"Kami memutuskan untuk langsung bermigrasi ke Windows 8, dan kami tidak memiliki keraguan dari sebuah sistem operasi yang lebih baru, dan siap untuk mengambil segala keuntungan darinya," kata Tetsuya Shiratori selaku General Manager Information Technology Planning Division of Resona Holdings seperti yang dilansir laman ZDNet.
Selain Jepang, para pengguna PC di Australia juga dilaporkan sudah bisa move on dari Windows XP. Menurut data yang dimiliki lembaga riset StatCounter, pada periode Oktober 2013 hingga Maret 2014, sistem operasi Windows 7 menjadi yang paling banyak diadopsi oleh para pengguna PC di Autralia dengan menguasai 43,92% pangsa pasar. Sementara di bawahnya menyusul duo sistem operasi besutan Apple, yaitu OS X dan sistem operasi mobile iOS.
Windows 8 disebutkan berada di posisi keempat, diikuti Windows XP yang hanya memiliki pangsa pasar 6,83%. Sedangkan sistem operasi terbaru Windows 8.1 baru mampu menguasai 5,29% pangsa pasar.

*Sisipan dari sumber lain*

//! Attribute handling: doc text, `#[builder_gen(...)]` directives and embedded-member markers.

use buildergen_core::Directives;
use syn::{Attribute, Expr, ExprLit, Lit, Meta, Token};

/// Helper attribute recognized on records and fields.
pub const HELPER: &str = "builder_gen";

/// Doc lines of an item, in order, one entry per line of every `#[doc]` attribute.
pub fn doc_lines(attrs: &[Attribute]) -> Vec<String> {
    let mut lines = Vec::new();
    for attr in attrs {
        if !attr.path().is_ident("doc") {
            continue;
        }
        if let Meta::NameValue(nv) = &attr.meta {
            if let Expr::Lit(ExprLit { lit: Lit::Str(text), .. }) = &nv.value {
                lines.extend(text.value().split('\n').map(|l| l.trim_end_matches('\r').to_string()));
            }
        }
    }
    lines
}

/// Parse `#[builder_gen(...)]` on a record or alias.
///
/// Accepted: `ignore`, `ignore = <bool>`, `new_call(a, b)`, `embedded_ignore_method(x, y)`. Anything else is an error.
pub fn parse_directives(attrs: &[Attribute]) -> syn::Result<Directives> {
    let mut directives = Directives::default();
    for attr in attrs.iter().filter(|a| a.path().is_ident(HELPER)) {
        attr.parse_nested_meta(|meta| {
            if meta.path.is_ident("ignore") {
                directives.ignore = if meta.input.peek(Token![=]) {
                    meta.value()?.parse::<syn::LitBool>()?.value
                } else {
                    true
                };
                Ok(())
            } else if meta.path.is_ident("new_call") {
                meta.parse_nested_meta(|inner| {
                    directives.new_calls.push(path_ident(&inner.path)?);
                    Ok(())
                })
            } else if meta.path.is_ident("embedded_ignore_method") {
                meta.parse_nested_meta(|inner| {
                    directives.embedded_ignore_methods.push(path_ident(&inner.path)?);
                    Ok(())
                })
            } else if meta.path.is_ident("embed") {
                Err(meta.error("`embed` goes on a field, not on the type"))
            } else {
                Err(meta.error("unknown builder_gen directive; expected `ignore`, `new_call` or `embedded_ignore_method`"))
            }
        })?;
    }
    Ok(directives)
}

/// Whether a field is composed into its record: `#[builder_gen(embed)]` or `#[serde(flatten)]`.
///
/// `serde` attributes are read leniently; only `builder_gen` rejects unknown keys.
pub fn is_embedded(attrs: &[Attribute]) -> syn::Result<bool> {
    let mut embedded = false;
    for attr in attrs {
        if attr.path().is_ident(HELPER) {
            attr.parse_nested_meta(|meta| {
                if meta.path.is_ident("embed") {
                    embedded = true;
                    Ok(())
                } else {
                    Err(meta.error("unknown builder_gen field option; expected `embed`"))
                }
            })?;
        } else if attr.path().is_ident("serde") && serde_flatten(attr) {
            embedded = true;
        }
    }
    Ok(embedded)
}

fn serde_flatten(attr: &Attribute) -> bool {
    attr.parse_args_with(syn::punctuated::Punctuated::<Meta, Token![,]>::parse_terminated)
        .is_ok_and(|metas| metas.iter().any(|m| matches!(m, Meta::Path(p) if p.is_ident("flatten"))))
}

fn path_ident(path: &syn::Path) -> syn::Result<String> {
    path.get_ident()
        .map(ToString::to_string)
        .ok_or_else(|| syn::Error::new_spanned(path, "expected a plain identifier"))
}

/// Remove `#[builder_gen]` helper attributes from items, their fields included.
pub fn strip_helper_attrs(items: &mut [syn::Item]) {
    let keep = |attr: &Attribute| !attr.path().is_ident(HELPER);
    for item in items {
        match item {
            syn::Item::Struct(s) => {
                s.attrs.retain(keep);
                for field in s.fields.iter_mut() {
                    field.attrs.retain(keep);
                }
            }
            syn::Item::Type(t) => t.attrs.retain(keep),
            syn::Item::Enum(e) => e.attrs.retain(keep),
            syn::Item::Union(u) => {
                u.attrs.retain(keep);
                for field in u.fields.named.iter_mut() {
                    field.attrs.retain(keep);
                }
            }
            _ => {}
        }
    }
}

Microsoft sendiri telah melakukan berbagai usaha dalam mengimbau pengguna Windows XP untuk segera beralih ke sistem operasi yang lebih modern. Microsoft juga sudah mempersiapkan ultimatum terakhir untuk memperingatkan para pengguna yang masih menggunakan Windows XP. Peringatan ini akan dimunculkan sebagai notifikasi yang akan muncul secara terus menerus di layar komputer pengguna.

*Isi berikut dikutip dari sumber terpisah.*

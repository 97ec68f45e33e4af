//! Generation directives attached to record types.
//!
//! Directives come from two places:
//! - doc-comment tags, `+<namespace>:<name>=<value>`, parsed leniently (unknown or malformed tags are ignored);
//! - the `#[builder_gen(...)]` attribute, parsed strictly by the front end into a [`Directives`] value.
//!
//! Both are merged per type and validated once before planning starts.

use std::collections::BTreeMap;

use crate::errors::GenerateError;
use crate::graph::DocText;

/// Tag namespace used when none is configured.
pub const DEFAULT_NAMESPACE: &str = "builder-gen";

pub const IGNORE: &str = "ignore";
pub const NEW_CALL: &str = "new-call";
pub const EMBEDDED_IGNORE_METHOD: &str = "embedded-ignore-method";

/// Raw tag values found in doc text, in encounter order.
#[derive(Debug, Clone, Default, PartialEq, Eq)]
pub struct CommentTags {
    values: BTreeMap<String, Vec<String>>,
}

impl CommentTags {
    /// Collect `+<namespace>:<name>=<value>` tags from doc lines.
    ///
    /// A tag without `=` records the empty value.
    pub fn extract<'a>(namespace: &str, lines: impl IntoIterator<Item = &'a str>) -> Self {
        let mut values: BTreeMap<String, Vec<String>> = BTreeMap::new();
        for line in lines {
            let Some(tag) = line.trim().strip_prefix('+') else {
                continue;
            };
            let Some((ns, rest)) = tag.split_once(':') else {
                continue;
            };
            if ns != namespace {
                continue;
            }
            let (name, value) = rest.split_once('=').unwrap_or((rest, ""));
            let name = name.trim();
            if name.is_empty() {
                continue;
            }
            values.entry(name.to_string()).or_default().push(value.trim().to_string());
        }
        Self { values }
    }

    /// Every value recorded for a directive.
    pub fn values(&self, name: &str) -> &[String] {
        self.values.get(name).map(Vec::as_slice).unwrap_or(&[])
    }

    /// Comma-separated list values, flattened, empty segments dropped.
    pub fn list(&self, name: &str) -> Vec<String> {
        self.values(name)
            .iter()
            .flat_map(|v| v.split(','))
            .map(str::trim)
            .filter(|s| !s.is_empty())
            .map(str::to_string)
            .collect()
    }

    /// Boolean directive: the last occurrence decides, and only `true` is true.
    pub fn flag(&self, name: &str) -> bool {
        self.values(name).last().is_some_and(|v| v == "true")
    }
}

/// Directives in effect for one type.
#[derive(Debug, Clone, Default, PartialEq, Eq)]
pub struct Directives {
    /// Exclude the type from generation
    pub ignore: bool,
    /// Methods called on the fresh model inside the builder constructor, in order
    pub new_calls: Vec<String>,
    /// Embedded members whose passthrough accessor is suppressed
    pub embedded_ignore_methods: Vec<String>,
}

impl Directives {
    pub fn from_docs(namespace: &str, docs: &DocText) -> Self {
        let tags = CommentTags::extract(namespace, docs.lines());
        Self {
            ignore: tags.flag(IGNORE),
            new_calls: tags.list(NEW_CALL),
            embedded_ignore_methods: tags.list(EMBEDDED_IGNORE_METHOD),
        }
    }

    /// Lists are appended after ours; `ignore` is set if either side sets it.
    pub fn merge(mut self, other: &Directives) -> Self {
        self.ignore |= other.ignore;
        self.new_calls.extend(other.new_calls.iter().cloned());
        self.embedded_ignore_methods
            .extend(other.embedded_ignore_methods.iter().cloned());
        self
    }

    pub fn suppresses_accessor(&self, member: &str) -> bool {
        self.embedded_ignore_methods.iter().any(|m| m == member)
    }

    /// Every `new-call` entry must name a callable method.
    pub fn validate(&self, record: &str) -> Result<(), GenerateError> {
        for method in &self.new_calls {
            if syn::parse_str::<syn::Ident>(method).is_err() {
                return Err(GenerateError::InvalidDirective {
                    record: record.to_string(),
                    directive: NEW_CALL.to_string(),
                    value: method.clone(),
                });
            }
        }
        Ok(())
    }
}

Sebelumnya mereka juga telah menawarkan hadiah pada para pengguna Windows XP yang mau beralih sebesar USD 50 atau setara Rp 564 ribu berbentuk gift card. Perusahaan software terbesar di dunia itu pun dilaporkan bersedia memangkas harga tablet Surface 2 mereka sebesar USD 100 bagi pengguna Windows XP yang mau meninggalkan OS tersebut dan bermigrasi ke Windows 8.1 dengan membeli Surface 2.